Lab journal club: measuring circulating insulins in flies

In a recent lab journal club we discussed a paper from the lab of Seung Kim:

A genetic strategy to measure circulating Drosophila insulin reveals genes regulating insulin production and secretion. Park S, Alfa RW, Topper SM, Kim GE, Kockel L, Kim SK. (2014) PLoS Genetics, Aug 7;10(8):e1004555.

This paper described a new approach to measure circulating insulins in Drosophila. The authors generated transgenic flies that carry epitope-tagged versions of a drosophila insulin-like peptide (dILP). They then developed an efficient and high- throughput ELISA approach to measure levels of circulating dILP within the hemeolymph of these flies. Using this approach they defined new genes required for controlling dILP release (vs expression). They also showed that changes in circulating dILPs often are not reflected in altered mRNA or protein levels, and that dILP release from neurosecretory cells can be influenced by peripheral insulin signaling.

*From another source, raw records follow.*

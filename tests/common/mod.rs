//! Shared utilities for integration testing.

use std::net::SocketAddr;

use tokio::io::{AsyncReadExt, AsyncWriteExt};
use tokio::net::TcpListener;
use tokio::sync::broadcast;

use api_path_rewrite::config::GatewayConfig;
use api_path_rewrite::http::HttpServer;
use api_path_rewrite::lifecycle::Shutdown;

/// Start a mock upstream that answers every request with
/// `<request-target>|<host header>` in the body.
#[allow(dead_code)]
pub async fn start_echo_backend() -> SocketAddr {
    let listener = TcpListener::bind("127.0.0.1:0").await.unwrap();
    let addr = listener.local_addr().unwrap();

    tokio::spawn(async move {
        loop {
            match listener.accept().await {
                Ok((mut socket, _)) => {
                    tokio::spawn(async move {
                        let mut buf = vec![0u8; 16 * 1024];
                        let mut read = 0;
                        while read < buf.len() {
                            let n = socket.read(&mut buf[read..]).await.unwrap_or(0);
                            if n == 0 {
                                break;
                            }
                            read += n;
                            if buf[..read].windows(4).any(|w| w == b"\r\n\r\n") {
                                break;
                            }
                        }

                        let head = String::from_utf8_lossy(&buf[..read]).to_string();
                        let target = head
                            .lines()
                            .next()
                            .and_then(|line| line.split_whitespace().nth(1))
                            .unwrap_or_default()
                            .to_string();
                        let host = head
                            .lines()
                            .find_map(|line| {
                                let (name, value) = line.split_once(':')?;
                                name.eq_ignore_ascii_case("host").then(|| value.trim().to_string())
                            })
                            .unwrap_or_default();

                        let body = format!("{target}|{host}");
                        let response = format!(
                            "HTTP/1.1 200 OK\r\nContent-Length: {}\r\nConnection: close\r\n\r\n{}",
                            body.len(),
                            body
                        );
                        let _ = socket.write_all(response.as_bytes()).await;
                        let _ = socket.shutdown().await;
                    });
                }
                Err(_) => break,
            }
        }
    });

    addr
}

/// Reserve a local address with nothing listening on it.
#[allow(dead_code)]
pub async fn unused_addr() -> SocketAddr {
    let listener = TcpListener::bind("127.0.0.1:0").await.unwrap();
    listener.local_addr().unwrap()
}

/// Start the proxy in front of `upstream` and return its address.
#[allow(dead_code)]
pub async fn start_proxy(upstream: SocketAddr, shutdown: broadcast::Receiver<()>) -> SocketAddr {
    let mut config = GatewayConfig::default();
    config.upstream.address = upstream.to_string();
    config.timeouts.connect_secs = 1;

    let listener = TcpListener::bind("127.0.0.1:0").await.unwrap();
    let addr = listener.local_addr().unwrap();
    let server = HttpServer::new(config).unwrap();

    tokio::spawn(async move {
        let _ = server.run(listener, shutdown).await;
    });

    addr
}

#[allow(dead_code)]
pub fn client() -> reqwest::Client {
    reqwest::Client::builder()
        .pool_max_idle_per_host(0)
        .no_proxy()
        .build()
        .unwrap()
}

#[allow(dead_code)]
pub fn shutdown() -> Shutdown {
    Shutdown::new()
}
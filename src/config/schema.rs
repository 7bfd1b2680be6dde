//! Configuration schema definitions.
//!
//! All types derive Serde traits for deserialization from config files.

use serde::{Deserialize, Serialize};

/// Root configuration for the gateway front.
#[derive(Debug, Clone, Deserialize, Serialize, Default)]
#[serde(default)]
pub struct GatewayConfig {
    /// Listener configuration.
    pub listener: ListenerConfig,

    /// Gateway that receives normalized requests.
    pub upstream: UpstreamConfig,

    /// Timeout configuration.
    pub timeouts: TimeoutConfig,

    /// Observability settings.
    pub observability: ObservabilityConfig,
}

/// Listener configuration.
#[derive(Debug, Clone, Deserialize, Serialize)]
#[serde(default)]
pub struct ListenerConfig {
    /// Bind address (e.g., "0.0.0.0:8080").
    pub bind_address: String,
}

impl Default for ListenerConfig {
    fn default() -> Self {
        Self {
            bind_address: "0.0.0.0:8080".to_string(),
        }
    }
}

/// Upstream gateway configuration.
#[derive(Debug, Clone, Deserialize, Serialize)]
#[serde(default)]
pub struct UpstreamConfig {
    /// Upstream authority, `host:port` (e.g., "127.0.0.1:3000").
    pub address: String,
}

impl Default for UpstreamConfig {
    fn default() -> Self {
        Self {
            address: "127.0.0.1:3000".to_string(),
        }
    }
}

/// Timeout configuration.
#[derive(Debug, Clone, Deserialize, Serialize)]
#[serde(default)]
pub struct TimeoutConfig {
    /// Upstream connection establishment timeout in seconds.
    pub connect_secs: u64,

    /// Request timeout (total time for request/response) in seconds.
    pub request_secs: u64,
}

impl Default for TimeoutConfig {
    fn default() -> Self {
        Self {
            connect_secs: 5,
            // Long completions and audio jobs routinely run for minutes.
            request_secs: 300,
        }
    }
}

/// Log output format.
#[derive(Debug, Clone, Copy, Default, PartialEq, Eq, Deserialize, Serialize)]
#[serde(rename_all = "lowercase")]
pub enum LogFormat {
    #[default]
    Pretty,
    Json,
}

/// Observability configuration.
#[derive(Debug, Clone, Deserialize, Serialize)]
#[serde(default)]
pub struct ObservabilityConfig {
    /// Log level (trace, debug, info, warn, error).
    pub log_level: String,

    /// Log output format.
    pub log_format: LogFormat,

    /// Enable metrics endpoint.
    pub metrics_enabled: bool,

    /// Metrics endpoint bind address.
    pub metrics_address: String,
}

impl Default for ObservabilityConfig {
    fn default() -> Self {
        Self {
            log_level: "info".to_string(),
            log_format: LogFormat::Pretty,
            metrics_enabled: false,
            metrics_address: "0.0.0.0:9090".to_string(),
        }
    }
}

Measuring circulating dILPs in flies is not straightforward. Many papers have relied on indirect measures (such as dILP mRNA or protein in neurosecretory cells, or assays for downstream insulin/PI3K/FOXO signaling) to infer changes in circulating dILPs. We liked the paper because it provides a powerful new tool to actually measure hemolymph dILP levels. These flies and ELISA assays will help with future studies on the genetic and signaling mechanisms that control insulin function.